お決まりのコードをたくさん書かなくちゃいけないPHPでの開発にIDE、というのは発想としてありなのかも。
…でも、仕事で使うことはなさそうだ。
【13-A-7】
『Webセキュリティ攻守攻防パネルディスカッション
「Webアプリケーション/Ajaxセキュリティ徹底バトル」』
[モデレータ]
サイボウズ・ラボ株式会社
竹迫良範
[パネラー]
ネットエージェント株式会社 / まっちゃ139 / XSS Nite
はせがわようすけ
はまちちゃん
HASHコンサルティング株式会社 代表取締役
徳丸浩
エレクトロニック・サービス・イニシアチブ有限会社 / 取締役社長 / 日本PostgreSQLユーザ会 / 日本PHPユーザ会 / Momonga Project
大垣靖男
気になったキーワード
脆弱性を見つけたら?
→しかるべきルートに報告しよう。いきなりblogでどーんと公開、とかはNG。
イントラの脆弱性は直さなくてもいい?
→クリティカルなデータがある分逆に危険。社内全員信用できるとしても直す必要あり。
オープンソースwebアプリの脆弱性は?
→オープンソースだから(脆弱|安全)と信じ込むのが間違い。
たとえば、PHPを避ける?
filetype:php site:ipa.go.jpでgoogle検索
→4万件以上ヒットする
徳丸:
言語としてマルチバイト対応してない
→拡張モジュール、ライブラリごとに対応状況が違う、デフォルトの挙動が不統一
文書化されてない仕様
サポートライフサイクルが短い
旧バージョンの見切りが早い
→5が出てから3年半で4見切り
バージョンアップに付き合う決意が必要
その割にバージョン間の仕様差がある
大垣:
PHP4の見切りは早すぎたと個人的に思う
5.2のサポート期間が不安
PEAR / PECLライブラリにも脆弱性がある
ブラウザの「脆弱性」と「仕様」の境界について
問題がいろいろあるのでwebアプリ開発者に同情する
→ベンダに「仕様」と言われるので回避方法すらない
不満があるなら声を上げよう
→このようなカンファレンスにはベンダの人間がいたりするので直接声をかけると効果的
脆弱性の指摘は正規の窓口へ
→Mozilla Foundationは任意のコードが実行できる脆弱性を報告すると賞金が出る
WAF(Web Application Firewall)ってどうよ?
導入のコスト・手間がかかるという悪印象がある
→実際はけっこういいもの
基本はプログラムで対処する
→保険的な対策と割り切り、無駄な手間・コストをかけない
立場によって考える
→実装担当は「存在しないものとして考える」、運用担当は「導入を検討する」
感想
「攻撃者」はせがわさん・はまちちゃんと「防御者」大垣さん・徳丸さんという構図での激論…を期待したのだが、はまちちゃんがインフルエンザのため元気がなくて残念。おだいじにおだいじに!

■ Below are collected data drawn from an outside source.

use std::time::Duration;
use super::{parse,Settings,Error};

#[test]
fn empty_object_gives_defaults() {
    let settings = parse("{}").expect("parse failed");
    assert_eq!(settings,Settings::new());
    assert_eq!(settings.baud,403_200);
    assert_eq!(settings.engine.drives,4);
    assert_eq!(settings.engine.command_timeout,Duration::from_millis(50));
}

#[test]
fn full_settings() {
    let json = r#"{
        "port": "COM3",
        "baud": 460800,
        "drives": 3,
        "mount": ["cpm22.dsk", null, "games.dsk"],
        "timing": { "pollMs": 5, "commandMs": 80, "payloadMs": 400, "payloadAttemptMs": 120, "writeMs": 2000 },
        "theme": "dark"
    }"#;
    let settings = parse(json).expect("parse failed");
    assert_eq!(settings.port,Some("COM3".to_string()));
    assert_eq!(settings.baud,460_800);
    assert_eq!(settings.engine.drives,3);
    assert_eq!(settings.mount_requests(),vec![(0,"cpm22.dsk".to_string()),(2,"games.dsk".to_string())]);
    assert_eq!(settings.engine.poll,Duration::from_millis(5));
    assert_eq!(settings.engine.command_timeout,Duration::from_millis(80));
    assert_eq!(settings.engine.payload_timeout,Duration::from_millis(400));
    assert_eq!(settings.engine.payload_attempt,Duration::from_millis(120));
    assert_eq!(settings.engine.write_timeout,Duration::from_millis(2000));
}

#[test]
fn wrong_types_keep_defaults() {
    let settings = parse(r#"{"port": 7, "baud": "fast", "timing": {"commandMs": -1}}"#).expect("parse failed");
    assert_eq!(settings.port,None);
    assert_eq!(settings.baud,403_200);
    assert_eq!(settings.engine.command_timeout,Duration::from_millis(50));
}

#[test]
fn bad_settings() {
    assert!(parse("[1,2]").is_err());
    assert!(parse("{ not json").is_err());
    assert!(parse(r#"{"drives": 0}"#).is_err());
    assert!(parse(r#"{"drives": 17}"#).is_err());
    assert!(parse(r#"{"drives": 2, "mount": ["a.dsk","b.dsk","c.dsk"]}"#).is_err());
    assert!(parse(r#"{"drives": 16}"#).is_ok());
}

#[test]
fn timing_out_of_range() {
    for json in [
        r#"{"timing": {"commandMs": 0}}"#,
        r#"{"timing": {"pollMs": 0}}"#,
        r#"{"timing": {"payloadMs": 60000}}"#
    ] {
        let err = parse(json).expect_err("timing was accepted");
        assert!(matches!(err.downcast_ref::<Error>(),Some(Error::Timing(..))));
    }
    assert!(parse(r#"{"timing": {"commandMs": 1, "writeMs": 59999}}"#).is_ok());
}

PHPについてのところが長くなった。個人的には「どの言語で書いてもタコはタコ」と言いたいが、タコを量産しがちなのはPHPの欠点。
セキュリティ関係については勉強してもしても全然足りない。もっと勉強が必要だし、チームへの教育も必要と改めて実感。
ということで丸2日間仕事に穴を開けて、いろんな話を聞いてきた。何らかの形でアジャイルというテーマに触れている話が多かったのが印象的。「真剣に取り組む者が必ずたどり着く」かぁ。そして長時間座っていたので大変おしりがいたくなった。
エンタープライズから草の根勉強会まで振幅が激しく大きいイベントだった。なにがなんだかよくわからない部分もあるが、多様性は善であるので今後もますます発展してほしい。いろんなことに触れられるのは貴重な機会だし。そして次回はぜひ、どこかのホールを会場に「オフィシャル懇親会」なんかも開催してくれたらな、と思う。